DETROIT — The crew of the Edmund Fitzgerald, who perished when the freighter sank 45 years ago Tuesday, was memorialized in events in Detroit; Whitefish Point, Michigan; and Two Harbors, Minnesota.
Twenty-nine men died when the ship sank in Lake Superior, 17 miles from Whitefish Point on Nov. 10, 1975, the Detroit Free Press reported. The freighter was carrying 26,116 tons of taconite pellets when it sank, WOOD-TV reported.
The wreck was immortalized in a song by Gordon Lightfoot, “The Wreck of the Edmund Fitzgerald.”
As Lightfoot sang in his haunting December 1976 song:
"Superior, they said, never gives up her dead
When the gales of November come early."
The freighter, launched in 1958, cost $8 million to build, WOOD reported. It was the largest vessel on the Great Lakes until 1971, the television station reported.

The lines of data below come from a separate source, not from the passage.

use std::path::PathBuf;

use crate::path_utils::resolve_absolute_path;

/// Represents a complete SFZ file, split into its three inheritance levels
///
/// Unlike a player, a converter must not flatten the hierarchy: a value set on
/// `<global>` or `<group>` has to stay on that level so it can be written back
/// to the same level in the target format. The file is therefore kept as a
/// tree:
///
/// ```text
/// <control>      -> control
/// <global>       -> global
/// <group>        -> groups[n].section
/// <region>       -> groups[n].regions[m]
/// ```
///
/// `<master>` opcodes are folded into the groups that follow them (a group's own
/// value wins). Regions that appear before any `<group>` header are collected
/// into an implicit group.
#[derive(Debug, Clone, PartialEq)]
pub struct SfzFile {
    /// The `<control>` section (`default_path` and friends)
    pub control: Option<SfzSection>,

    /// The `<global>` section
    pub global: Option<SfzSection>,

    /// Groups in file order, each owning its regions
    pub groups: Vec<SfzGroup>,

    /// Path to the source SFZ file, if parsed from disk
    pub source_file: Option<PathBuf>,
}

impl SfzFile {
    pub fn new() -> Self {
        Self {
            control: None,
            global: None,
            groups: Vec::new(),
            source_file: None,
        }
    }

    /// Total number of regions across all groups.
    pub fn num_regions(&self) -> usize {
        self.groups.iter().map(|g| g.regions.len()).sum()
    }

    pub fn get_default_path(&self) -> Option<&str> {
        self.control.as_ref().and_then(|ctrl| ctrl.get("default_path"))
    }

    /// Resolve the `sample` opcode of a section the way an SFZ player would:
    /// `default_path` first, then relative to the SFZ file's directory.
    pub fn resolve_sample_path(&self, section: &SfzSection) -> Option<PathBuf> {
        let sample_path = section.get("sample")?;
        Some(resolve_absolute_path(
            sample_path,
            self.get_default_path(),
            self.source_file.as_deref(),
        ))
    }
}

impl Default for SfzFile {
    fn default() -> Self {
        Self::new()
    }
}

/// A `<group>` section together with the regions that follow it
#[derive(Debug, Clone, PartialEq)]
pub struct SfzGroup {
    pub section: SfzSection,
    pub regions: Vec<SfzSection>,
    /// True for the group synthesized to hold regions declared before any `<group>`
    pub implicit: bool,
}

impl SfzGroup {
    pub fn new(section: SfzSection) -> Self {
        Self {
            section,
            regions: Vec::new(),
            implicit: false,
        }
    }

    pub fn implicit() -> Self {
        Self {
            section: SfzSection::new(SfzSectionType::Group),
            regions: Vec::new(),
            implicit: true,
        }
    }
}

/// SFZ section header types
#[derive(Debug, Clone, Copy, PartialEq, Eq, Hash)]
pub enum SfzSectionType {
    Control,
    Global,
    Master,
    Group,
    Region,
    Curve,
    Effect,
}

impl SfzSectionType {
    pub fn from_header(header: &str) -> Option<Self> {
        match header.to_lowercase().as_str() {
            "control" => Some(Self::Control),
            "global" => Some(Self::Global),
            "master" => Some(Self::Master),
            "group" => Some(Self::Group),
            "region" => Some(Self::Region),
            "curve" => Some(Self::Curve),
            "effect" => Some(Self::Effect),
            _ => None,
        }
    }

    pub fn header_str(&self) -> &'static str {
        match self {
            Self::Control => "<control>",
            Self::Global => "<global>",
            Self::Master => "<master>",
            Self::Group => "<group>",
            Self::Region => "<region>",
            Self::Curve => "<curve>",
            Self::Effect => "<effect>",
        }
    }
}

/// A single section with its opcodes in file order
///
/// Order matters to the converter: when two opcodes write the same target
/// property (`key` and `pitch_keycenter` both set the root note) the later one
/// in the file wins. Setting an opcode twice keeps the first position and the
/// last value.
#[derive(Debug, Clone, PartialEq)]
pub struct SfzSection {
    pub section_type: SfzSectionType,
    opcodes: Vec<(String, String)>,
}

impl SfzSection {
    pub fn new(section_type: SfzSectionType) -> Self {
        Self {
            section_type,
            opcodes: Vec::new(),
        }
    }

    pub fn add_opcode(&mut self, name: impl Into<String>, value: impl Into<String>) {
        let name = name.into();
        let value = value.into();
        match self.opcodes.iter_mut().find(|(k, _)| *k == name) {
            Some(entry) => entry.1 = value,
            None => self.opcodes.push((name, value)),
        }
    }

    pub fn get(&self, name: &str) -> Option<&str> {
        self.opcodes
            .iter()
            .find(|(k, _)| k == name)
            .map(|(_, v)| v.as_str())
    }

    pub fn contains(&self, name: &str) -> bool {
        self.opcodes.iter().any(|(k, _)| k == name)
    }

    /// Opcodes in the order they were first declared.
    pub fn iter(&self) -> impl Iterator<Item = (&str, &str)> {
        self.opcodes.iter().map(|(k, v)| (k.as_str(), v.as_str()))
    }

    pub fn len(&self) -> usize {
        self.opcodes.len()
    }

    pub fn is_empty(&self) -> bool {
        self.opcodes.is_empty()
    }
}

The Rev. Jeffrey M. Hubbard, rector of the Mariners' Church of Detroit, said the wreck is still vivid to many people.
“It’s stuck in the memories of folks in Michigan, and the Great Lakes are so integrally connected to our area,” Hubbard told the Free Press. “Hearing the story of the brave men who lost their lives resonates with people.”
Two events are planned at Detroit’s Dossin Great Lakes Museum to remember the ship and its crew, the newspaper reported. A lantern vigil is planned at the site of the Edmund Fitzgerald’s anchor, followed by an honor guard escort of a memorial wreath to the Detroit River.
"The church bell chimed 'til it rang 29 times
For each man on the Edmund Fitzgerald,” Lightfoot sang.
Approximately 240 ships have sunk in the Whitefish Point area since statistics were first kept in 1816, WOOD reported.